Greendale. It’s a CD. 2004 release. Is
that possible? Seems like I’m still experiencing Greendale brand new. There’s the CD, the music is everything, and
there’s also a DVD. I’m planning to watch the DVD again soon, perhaps at the
Erie Art Museum, somewhere they screen film. Last time I watched might have
been so long ago, 2005 maybe, Alice still with us and Nicole living with Jeremy
and at least Caitlin on Old Harbor Street, Southie, in that groovy walk-up
where I organized that family watching of Greendale.
Remember?
Greendale. Greendale, it’s an album yes, and it’s a project. There’s a book
included, the typical CD package-style book, more a chapbook really, where,
instead of lyrics to the songs, Neil has penned a page-size prose piece, themed
to each song, displaying the chops he’s lately channeled into his full-size
memoir book (author’s note: gift idea!).
I caught
Neil’s current act with Crazy Horse in Cleveland and it’s hot. I am not the
same. As I haven’t been the same since Greendale,
maybe even more so. Greendale has
everything. You know that challenge, bring an album to a desert isle? Greendale could be that album.
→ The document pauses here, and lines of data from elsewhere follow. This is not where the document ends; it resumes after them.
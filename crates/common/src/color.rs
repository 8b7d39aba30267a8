//! Texture filtering and RGBA8 conversion helpers.

use serde::{Deserialize, Serialize};

/// Texture filter applied when a sampled texture is scaled.
#[derive(Copy, Clone, Debug, PartialEq, Eq, Hash, Serialize, Deserialize)]
pub enum FilterMode {
    Nearest,
    Linear,
}

/// Convert one RGBA8 texel to normalised floats.
#[inline]
pub fn unpack_rgba8(texel: [u8; 4]) -> [f32; 4] {
    texel.map(|c| c as f32 / 255.0)
}

/// Convert normalised floats to an RGBA8 texel (clamped, rounded to nearest).
#[inline]
pub fn pack_rgba8(color: [f32; 4]) -> [u8; 4] {
    color.map(|c| (c.clamp(0.0, 1.0) * 255.0).round() as u8)
}

/// Euclidean length of a 4-channel color vector (GLSL `length(vec4)`).
#[inline]
pub fn magnitude(color: [f32; 4]) -> f32 {
    color.iter().map(|c| c * c).sum::<f32>().sqrt()
}

/// Component-wise `a * (1 - t) + b * t` (GLSL `mix`).
#[inline]
pub fn mix(a: [f32; 4], b: [f32; 4], t: f32) -> [f32; 4] {
    [
        a[0] * (1.0 - t) + b[0] * t,
        a[1] * (1.0 - t) + b[1] * t,
        a[2] * (1.0 - t) + b[2] * t,
        a[3] * (1.0 - t) + b[3] * t,
    ]
}
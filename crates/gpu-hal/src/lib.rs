//! `aft-gpu-hal` — Render backends.
//!
//! Provides a CPU rasterizer and (behind the `wgpu` feature) a wgpu backend,
//! both implementing the `RenderBackend` trait defined in `aft-common`.

pub mod select;
pub mod software;

#[cfg(feature = "wgpu")]
pub mod webgpu;

pub use select::{create_backend, describe_preference};
pub use software::{Command, SoftwareBackend};

#[cfg(feature = "wgpu")]
pub use webgpu::WgpuBackend;
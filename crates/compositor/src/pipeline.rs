//! Ping-pong render target pair.
//!
//! The [`RenderTargetPair`] owns two equally sized render targets that
//! alternate roles. The current target holds the last completed result; the
//! back target receives the next one. Swapping flips an index and never
//! copies pixels or reallocates.

use aft_common::{GpuError, RenderBackend, RenderTarget, Resolution, TargetDesc, TextureHandle};
use tracing::debug;

use crate::PassError;

/// Two render targets used alternately as read source and write destination.
pub struct RenderTargetPair {
    /// The two targets used alternately.
    targets: [RenderTarget; 2],
    /// Index of the current (read) target (0 or 1).
    current: usize,
}

impl RenderTargetPair {
    /// Allocate both targets from `desc`.
    ///
    /// A zero dimension is rejected with [`PassError::InvalidResize`].
    pub fn new(backend: &mut dyn RenderBackend, desc: &TargetDesc) -> Result<Self, PassError> {
        check_size(desc.width, desc.height)?;

        debug!(
            width = desc.width,
            height = desc.height,
            min_filter = ?desc.min_filter,
            mag_filter = ?desc.mag_filter,
            "Allocating ping-pong render targets"
        );

        let a = backend.create_target(desc)?;
        let b = backend.create_target(desc)?;

        Ok(Self {
            targets: [a, b],
            current: 0,
        })
    }

    /// The target holding the last completed result.
    pub fn current(&self) -> &RenderTarget {
        &self.targets[self.current]
    }

    /// The target that receives the next result.
    pub fn back(&self) -> &RenderTarget {
        &self.targets[1 - self.current]
    }

    /// Exchange the roles of the two targets.
    pub fn swap(&mut self) {
        self.current = 1 - self.current;
    }

    /// Reallocate both targets at a new size. Roles are kept; contents are
    /// unspecified afterwards.
    ///
    /// Both targets are checked against the backend before either is
    /// reallocated, so a rejected resize leaves the pair untouched.
    pub fn resize(
        &mut self,
        backend: &mut dyn RenderBackend,
        width: u32,
        height: u32,
    ) -> Result<(), PassError> {
        check_size(width, height)?;
        for handle in self.handles() {
            if !backend.has_target(handle) {
                return Err(GpuError::UnknownTarget(handle).into());
            }
        }

        let resolution = Resolution::new(width, height);
        debug!(%resolution, "Resizing ping-pong render targets");

        for target in &mut self.targets {
            backend.resize_target(target, resolution)?;
        }
        Ok(())
    }

    /// Fill the current target with a constant byte in every channel.
    pub fn fill_current(&self, backend: &mut dyn RenderBackend, value: u8) -> Result<(), PassError> {
        let target = self.current();
        let pixels = vec![value; target.resolution().rgba_byte_size()];
        backend.write_target(target, &pixels)?;
        Ok(())
    }

    /// Texture handles of both targets, in allocation order.
    pub fn handles(&self) -> [TextureHandle; 2] {
        [self.targets[0].texture(), self.targets[1].texture()]
    }

    /// Shared size of both targets.
    pub fn resolution(&self) -> Resolution {
        self.targets[0].resolution()
    }

    pub fn width(&self) -> u32 {
        self.targets[0].width()
    }

    pub fn height(&self) -> u32 {
        self.targets[0].height()
    }
}

pub(crate) fn check_size(width: u32, height: u32) -> Result<(), PassError> {
    if width == 0 || height == 0 {
        return Err(PassError::InvalidResize { width, height });
    }
    Ok(())
}

#[cfg(test)]
mod tests {
    use super::*;
    use aft_gpu_hal::SoftwareBackend;

    fn pair(backend: &mut SoftwareBackend, width: u32, height: u32) -> RenderTargetPair {
        RenderTargetPair::new(backend, &TargetDesc::new(width, height)).unwrap()
    }

    #[test]
    fn swap_alternates_roles() {
        let mut backend = SoftwareBackend::default();
        let mut targets = pair(&mut backend, 4, 4);
        let [a, b] = targets.handles();

        assert_eq!(targets.current().texture(), a);
        assert_eq!(targets.back().texture(), b);

        targets.swap();
        assert_eq!(targets.current().texture(), b);
        assert_eq!(targets.back().texture(), a);

        targets.swap();
        assert_eq!(targets.current().texture(), a);
    }

    #[test]
    fn swap_does_not_allocate() {
        let mut backend = SoftwareBackend::default();
        let mut targets = pair(&mut backend, 4, 4);
        for _ in 0..5 {
            targets.swap();
        }
        assert_eq!(backend.target_count(), 2);
    }

    #[test]
    fn resize_keeps_roles_and_updates_both() {
        let mut backend = SoftwareBackend::default();
        let mut targets = pair(&mut backend, 4, 4);
        targets.swap();
        let current = targets.current().texture();

        targets.resize(&mut backend, 16, 9).unwrap();

        assert_eq!(targets.current().texture(), current);
        assert_eq!(targets.current().resolution(), Resolution::new(16, 9));
        assert_eq!(targets.back().resolution(), Resolution::new(16, 9));
        assert_eq!(targets.resolution(), Resolution::new(16, 9));
    }

    #[test]
    fn zero_size_is_rejected() {
        let mut backend = SoftwareBackend::default();
        let mut targets = pair(&mut backend, 4, 4);

        let err = targets.resize(&mut backend, 0, 10).unwrap_err();
        assert!(matches!(
            err,
            PassError::InvalidResize {
                width: 0,
                height: 10
            }
        ));
        assert_eq!(targets.width(), 4);
        assert_eq!(targets.height(), 4);

        assert!(RenderTargetPair::new(&mut backend, &TargetDesc::new(3, 0)).is_err());
    }

    #[test]
    fn resize_with_foreign_target_changes_nothing() {
        let mut owner = SoftwareBackend::default();
        let mut targets = pair(&mut owner, 4, 4);
        let [first, second] = targets.handles();

        // Only the first handle exists on the other backend.
        let mut other = SoftwareBackend::default();
        let lone = other.create_target(&TargetDesc::new(4, 4)).unwrap();
        assert_eq!(lone.texture(), first);
        assert!(!other.has_target(second));

        let err = targets.resize(&mut other, 8, 8).unwrap_err();
        assert!(matches!(
            err,
            PassError::Gpu(GpuError::UnknownTarget(handle)) if handle == second
        ));
        assert_eq!(targets.resolution(), Resolution::new(4, 4));
        assert_eq!(targets.back().resolution(), Resolution::new(4, 4));
        assert_eq!(other.read_target(&lone).unwrap().len(), 4 * 4 * 4);
    }

    #[test]
    fn fill_current_writes_only_current() {
        let mut backend = SoftwareBackend::default();
        let targets = pair(&mut backend, 2, 2);
        targets.fill_current(&mut backend, 0xFF).unwrap();

        assert_eq!(
            backend.texel(targets.current().texture(), 1, 1),
            Some([255, 255, 255, 255])
        );
        assert_eq!(
            backend.texel(targets.back().texture(), 1, 1),
            Some([0, 0, 0, 0])
        );
    }
}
Greendale’s a concept album (and how). Greendale tells a story, with characters
and a plot, and setting, Greendale. Greendale is a place. I think the fun tv show
Community may be paying Neil tribute
with the name of their Community College. This Greendale feels Pacific
Northwest, north of San Francisco, where there’s forest, and sharp curves, and
guys in flannel shirts and girls who break your heart just to look at ‘em.
North to Alaska.
If that’s
everything; everything, that is, except variety of music. Greendale is all Neil, that chunky outlaw country clump rock that
really hits my sweet spot and maybe yours. Neil with Billy Talbot and Ralph
Molina and once in a while a gingham gang of back-up singers. Many different
versions and tempos of the clump rock, rising to ecstatic. I’m not kidding. Neil
says himself, It’s all the same song.
10 tracks
for Greendale. The effect builds
steadily. Falling From Above sets the tone from the first notes, the beat drop,
the electric guitar, then the first words of the lyric. Grampa said to Cousin
Jed. People appear, they settle, they entertain, they die, they fuck up, they
make better decisions. Track 3, Devil’s Sidewalk. Greendale, Greendale. By the
end you will be in your own awkward way flying. Track 9, Sun Green, includes a
sly tribute to John Lee Hooker, kicks the clump rock right up to boogie. Let’s
dance, honey. If this is poetry it’s that poetry you dance to.
And if you
think you’re in the right place after Sun Green be ready for Be The Rain. Be
The Rain predicts Chrome Dreams II’s
Spirit Road by those many years. And for those of you who prefer your Neil
Young around a campfire, strumming his acoustic guitar from a picnic table
outside the trailer, try Bandit. Someday you’ll find everything you’re looking
for. He’s right. Neil’s right.
Greendale tells this story, a real story
so plenty sad, a story of art and crime and love and death and growth and dope
and politics and journalism and show business. Like Jerry Maguire except a little short on sports. A tragedy, with
humor. Peopled with memorable characters: Earl, Earl Green, and Edith, Edith
Green, and Cousin Jed, Grampa, Gramma, Sun Green, Susan Carroll, Carmichael,
Carmichael’s widow. Carmichael’s widow! I can hear her voice, through Neil’s.
Neil
Young. That guy who just keeps singing / can’t somebody shut him up? / I don’t
know for the life of me where he comes up with this stuff. A little love and
affection in everything you do will make the world a better place, with or
without you. Why do we listen? What is this thing called music? Try some. Wow,
huh? What do you say? Would you recommend Greendale?